README

The hardware and bandwidth for this mirror is donated by dogado GmbH, the Webhosting and Full Service-Cloud Provider. Check out our Wordpress Tutorial.
If you wish to report a bug, or if you are interested in having us mirror your free-software or open-source project, please feel free to contact us at mirror[@]dogado.de.

tlars

Description: It computes the solution path of the Terminating-LARS (T-LARS) algorithm. The T-LARS algorithm appends dummy predictors to the original predictor matrix and terminates the forward-selection process after a pre-defined number of dummy variables has been selected.

J. Machkour, M. Muma, and D. P. Palomar, “The terminating-random experiments selector: Fast high-dimensional variable selection with false discovery rate control,” arXiv preprint arXiv:2110.06048, 2022. (https://doi.org/10.48550/arXiv.2110.06048)

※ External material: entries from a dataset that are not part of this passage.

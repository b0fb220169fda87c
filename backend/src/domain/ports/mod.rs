//! Domain ports and supporting types for the hexagonal boundary.
//!
//! Driven ports (`*Repository`, [`PasswordHasher`]) are implemented by
//! outbound adapters. Driving ports are implemented by domain services and
//! called by inbound adapters.

mod macros;
pub(crate) use macros::define_port_error;

mod account_registration;
mod login_service;
mod password_hasher;
mod shipment_command;
mod shipment_query;
mod shipment_repository;
mod user_repository;
mod users_query;

pub use account_registration::AccountRegistration;
pub use login_service::LoginService;
pub use password_hasher::{PasswordHasher, PasswordHasherError};
pub use shipment_command::{
    CreateShipmentRequest, DeleteShipmentRequest, ShipmentCommand, UpdateShipmentRequest,
};
pub use shipment_query::{
    GetShipmentRequest, ListShipmentsRequest, ListShipmentsResponse, ShipmentQuery, ShipmentView,
};
pub use shipment_repository::{ShipmentRepository, ShipmentRepositoryError};
pub use user_repository::{UserAccount, UserRepository, UserRepositoryError};
pub use users_query::UsersQuery;

#[cfg(test)]
pub use account_registration::MockAccountRegistration;
#[cfg(test)]
pub use login_service::MockLoginService;
#[cfg(test)]
pub use password_hasher::MockPasswordHasher;
#[cfg(test)]
pub use shipment_command::MockShipmentCommand;
#[cfg(test)]
pub use shipment_query::MockShipmentQuery;
#[cfg(test)]
pub use shipment_repository::MockShipmentRepository;
#[cfg(test)]
pub use user_repository::MockUserRepository;
#[cfg(test)]
pub use users_query::MockUsersQuery;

Note: The T-LARS algorithm is a major building block of the T-Rex selector (Paper and R package). The T-Rex selector performs terminated-random experiments (T-Rex) using the T-LARS algorithm and fuses the selected active sets of all random experiments to obtain a final set of selected variables. The T-Rex selector provably controls the false discovery rate (FDR), i.e., the expected fraction of selected false positives among all selected variables, at the user-defined target level while maximizing the number of selected variables.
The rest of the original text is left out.